* [What is needed]: Reading the records below, find how many lines include the word "bool" and give that number alone.

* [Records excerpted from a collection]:
○ ○ ○

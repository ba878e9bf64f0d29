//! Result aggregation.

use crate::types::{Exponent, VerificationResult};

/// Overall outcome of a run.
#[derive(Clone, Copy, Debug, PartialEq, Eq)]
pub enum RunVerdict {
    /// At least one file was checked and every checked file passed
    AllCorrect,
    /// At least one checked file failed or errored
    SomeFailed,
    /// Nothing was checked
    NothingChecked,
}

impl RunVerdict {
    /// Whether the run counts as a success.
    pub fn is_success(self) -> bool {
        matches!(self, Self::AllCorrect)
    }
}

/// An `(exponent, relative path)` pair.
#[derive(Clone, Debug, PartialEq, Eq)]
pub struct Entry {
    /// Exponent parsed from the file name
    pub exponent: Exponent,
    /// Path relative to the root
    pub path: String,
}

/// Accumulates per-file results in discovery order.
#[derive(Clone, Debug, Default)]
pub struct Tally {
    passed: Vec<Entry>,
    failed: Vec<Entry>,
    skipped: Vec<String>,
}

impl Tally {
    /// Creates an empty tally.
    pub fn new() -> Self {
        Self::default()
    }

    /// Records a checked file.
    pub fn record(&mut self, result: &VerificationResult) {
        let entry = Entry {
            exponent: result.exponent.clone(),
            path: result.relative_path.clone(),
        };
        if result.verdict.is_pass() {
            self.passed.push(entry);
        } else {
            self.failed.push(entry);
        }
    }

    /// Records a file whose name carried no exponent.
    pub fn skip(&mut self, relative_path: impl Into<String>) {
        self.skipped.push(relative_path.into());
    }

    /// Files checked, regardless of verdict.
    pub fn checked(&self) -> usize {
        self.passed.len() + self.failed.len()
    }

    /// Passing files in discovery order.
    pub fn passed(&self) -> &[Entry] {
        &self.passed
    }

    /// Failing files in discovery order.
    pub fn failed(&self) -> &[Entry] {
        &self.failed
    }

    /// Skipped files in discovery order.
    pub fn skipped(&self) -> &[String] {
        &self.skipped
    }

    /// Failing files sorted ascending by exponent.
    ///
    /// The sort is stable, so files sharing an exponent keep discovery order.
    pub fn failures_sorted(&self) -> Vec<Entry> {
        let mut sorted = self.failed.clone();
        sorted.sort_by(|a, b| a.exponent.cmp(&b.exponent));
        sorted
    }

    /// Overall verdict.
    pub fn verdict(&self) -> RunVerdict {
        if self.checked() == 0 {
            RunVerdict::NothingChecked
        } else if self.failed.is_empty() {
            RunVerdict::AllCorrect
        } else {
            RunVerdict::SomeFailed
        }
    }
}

○ ○ ○

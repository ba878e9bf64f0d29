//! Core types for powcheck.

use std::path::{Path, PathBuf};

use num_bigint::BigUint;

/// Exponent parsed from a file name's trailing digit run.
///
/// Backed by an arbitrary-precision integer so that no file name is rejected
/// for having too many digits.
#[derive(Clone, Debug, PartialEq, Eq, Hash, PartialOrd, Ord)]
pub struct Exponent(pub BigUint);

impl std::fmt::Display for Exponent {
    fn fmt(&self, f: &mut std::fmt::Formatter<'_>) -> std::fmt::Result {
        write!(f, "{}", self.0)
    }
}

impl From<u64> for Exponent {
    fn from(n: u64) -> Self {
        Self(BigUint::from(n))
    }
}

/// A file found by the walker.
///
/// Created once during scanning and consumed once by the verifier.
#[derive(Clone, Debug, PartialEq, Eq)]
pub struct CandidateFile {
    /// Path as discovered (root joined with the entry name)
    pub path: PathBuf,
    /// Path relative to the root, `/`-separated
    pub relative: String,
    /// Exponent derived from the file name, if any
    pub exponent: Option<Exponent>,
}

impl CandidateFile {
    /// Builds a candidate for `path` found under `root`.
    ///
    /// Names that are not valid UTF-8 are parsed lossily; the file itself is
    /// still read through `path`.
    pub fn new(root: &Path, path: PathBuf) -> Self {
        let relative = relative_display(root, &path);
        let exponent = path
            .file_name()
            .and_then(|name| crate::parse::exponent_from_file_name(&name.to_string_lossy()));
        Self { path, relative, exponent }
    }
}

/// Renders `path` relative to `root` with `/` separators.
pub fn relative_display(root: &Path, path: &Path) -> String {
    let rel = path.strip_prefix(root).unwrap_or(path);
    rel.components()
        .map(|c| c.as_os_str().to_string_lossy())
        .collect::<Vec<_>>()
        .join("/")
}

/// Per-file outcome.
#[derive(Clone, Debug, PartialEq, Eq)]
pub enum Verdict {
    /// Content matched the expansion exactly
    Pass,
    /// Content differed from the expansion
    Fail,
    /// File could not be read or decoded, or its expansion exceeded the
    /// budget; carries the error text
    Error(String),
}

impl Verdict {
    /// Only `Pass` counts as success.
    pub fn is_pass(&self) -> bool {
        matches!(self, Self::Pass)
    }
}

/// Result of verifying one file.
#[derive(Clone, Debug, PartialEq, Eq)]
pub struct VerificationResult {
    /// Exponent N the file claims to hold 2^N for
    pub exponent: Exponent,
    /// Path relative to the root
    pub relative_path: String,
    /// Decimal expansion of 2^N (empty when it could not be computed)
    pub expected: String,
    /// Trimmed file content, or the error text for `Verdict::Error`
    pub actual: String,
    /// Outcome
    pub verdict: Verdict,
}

○ ○ ○

* [Exercise result]: 2